What the scientists involved in the experiment wanted was to try to find a place where two polar opposites in human behavior – a fondness for exercise and fitness routines and a fondness for drug abuse – met. It was an experiment done in the Middle East that actually went some way to proving that a connection did exist. The experiment of course was done with rats on treadmills. What it ended up proving was that if you put rats on a terribly demanding treadmill routine every day and also got them addicted to drugs, that they would even if they were addicted, cease to show much interest in drugs. Even if the drugs were available on demand (they placed levers in their cages that the rats could tap for a morphine shot. The levers went unused)

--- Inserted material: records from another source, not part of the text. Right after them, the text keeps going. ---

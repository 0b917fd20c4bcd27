//src/main.rs

use tokio::net::TcpListener;
use tracing_subscriber::EnvFilter;

use vetclinic_backend::config::{AppState, Config};
use vetclinic_backend::routes::build_router;

#[tokio::main]
async fn main() -> anyhow::Result<()> {
    let config = Config::from_env()?;

    // Logger: RUST_LOG controla o filtro (padrão "info").
    tracing_subscriber::fmt()
        .with_env_filter(EnvFilter::try_from_default_env().unwrap_or_else(|_| EnvFilter::new("info")))
        .with_target(false)
        .compact()
        .init();

    let app_state = AppState::new(config).await?;

    // Faz o app rodar as migrações do SQLx na inicialização
    sqlx::migrate!().run(&app_state.db_pool).await?;
    tracing::info!("✅ Migrações do banco de dados executadas com sucesso!");

    let addr = app_state.config.app_addr;
    let app = build_router(app_state);

    let listener = TcpListener::bind(addr).await?;
    tracing::info!("🚀 Servidor escutando em {}", listener.local_addr()?);
    axum::serve(listener, app).await?;

    Ok(())
}
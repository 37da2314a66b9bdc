use serde::{Deserialize, Serialize};

use crate::remote::{Property, Schema};
use crate::types::Guid;

const PROPERTIES: &[Property] = &[
    Property::optional("Code", None),
    Property::optional("AccountID", None),
    Property::optional("Name", None),
];

/// Reference to the bank account a transaction is posted against. Either `Code` or `AccountID`
/// identifies it on writes.
#[derive(Debug, Clone, Default, PartialEq, Serialize, Deserialize)]
#[serde(rename_all = "PascalCase")]
pub struct BankAccount {
    #[serde(default, skip_serializing_if = "Option::is_none")]
    code: Option<String>,
    #[serde(rename = "AccountID", default, skip_serializing_if = "Option::is_none")]
    account_id: Option<Guid>,
    #[serde(default, skip_serializing_if = "Option::is_none")]
    name: Option<String>
}

impl BankAccount {
    pub fn new() -> Self {
        Self::default()
    }

    pub fn code(&self) -> Option<&str> {
        self.code.as_deref()
    }

    pub fn set_code(&mut self, value: impl Into<String>) -> &mut Self {
        self.code = Some(value.into());
        self
    }

    pub fn account_id(&self) -> Option<&str> {
        self.account_id.as_deref()
    }

    pub fn set_account_id(&mut self, value: impl Into<Guid>) -> &mut Self {
        self.account_id = Some(value.into());
        self
    }

    pub fn name(&self) -> Option<&str> {
        self.name.as_deref()
    }

    pub fn set_name(&mut self, value: impl Into<String>) -> &mut Self {
        self.name = Some(value.into());
        self
    }
}

impl Schema for BankAccount {
    fn properties() -> &'static [Property] {
        PROPERTIES
    }

    fn has_property(&self, name: &str) -> bool {
        match name {
            "Code" => self.code.is_some(),
            "AccountID" => self.account_id.is_some(),
            "Name" => self.name.is_some(),
            _ => false
        }
    }
}
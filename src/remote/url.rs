use crate::remote::Resource;

/// The API family a resource belongs to.
#[derive(Debug, Clone, Copy, Eq, PartialEq, Hash)]
pub enum ApiStem {
    Core,
    Payroll,
    File,
    Assets
}

impl ApiStem {
    pub fn as_str(&self) -> &'static str {
        match self {
            ApiStem::Core => "core",
            ApiStem::Payroll => "payroll",
            ApiStem::File => "file",
            ApiStem::Assets => "assets"
        }
    }

    /// Versioned path prefix of the API family.
    pub fn base_path(&self) -> &'static str {
        match self {
            ApiStem::Core => "api.xro/2.0",
            ApiStem::Payroll => "payroll.xro/1.0",
            ApiStem::File => "files.xro/1.0",
            ApiStem::Assets => "assets.xro/1.0"
        }
    }
}

/// Builds the endpoint path for the resource collection, or for one record when `guid` is given.
pub fn resource_path<R: Resource>(guid: Option<&str>) -> String {
    let collection = format!("{}/{}", R::api_stem().base_path(), R::resource_uri());

    match guid {
        Some(guid) => format!("{collection}/{guid}"),
        None => collection
    }
}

The thing is, this isn’t really supposed to be a surprise. Scientists have been working on the general theme for a couple decades now. Right here in the US, a scientist at Tufts University has already shown that if you put a rat on a running wheel in his cage, the more exercise he got, the less drugs like meth, morphine or nicotine have any effect on him. They don’t go near alcohol even if it’s right there in their cages. What this goes to say of course is that it could be a great way to get Lindsay Lohan to successfully come out of rehab to put her on a treadmill for punishing exercise and fitness routines (she seems thin enough as it is though).
It’s actually a reasonably widely recommended suggestion for people who go through severe nicotine withdrawal symptoms. Get on an exercise and fitness routine, a really demanding one, and the symptoms should recede. It does actually work with every actual smoker who tries to quit. It doesn’t always to be overly demanding routine for relief from withdrawal effects. If you are happy with a modest amount of relief, a modest amount of exercise would be a lot of good too. There are all kinds of other benefits from exercise that come to a drug-damaged brain too. Exercise can actually stimulate your brain into growing new neurons and implementing circuits in the cortex.
So why exactly is exercise useful as a way to help with a rehab program? Why are you suddenly less dependent on any chemical of your choice if you exercise? The theory is that exercise releases chemicals in our brains that we grow dependent on. Much as we grow dependent on drugs, we grow dependent on exercise – for the chemicals released. In simpler terms, it could just work as a kind of substitute drug. It helps explain how some people who are used to a regular exercise and fitness routine are often irritable or depressed or just lethargic if they skip it. It’s a withdrawal symptom. Exercise actually does give us what is known as a natural high. This isn’t just an expression. It’s literally true.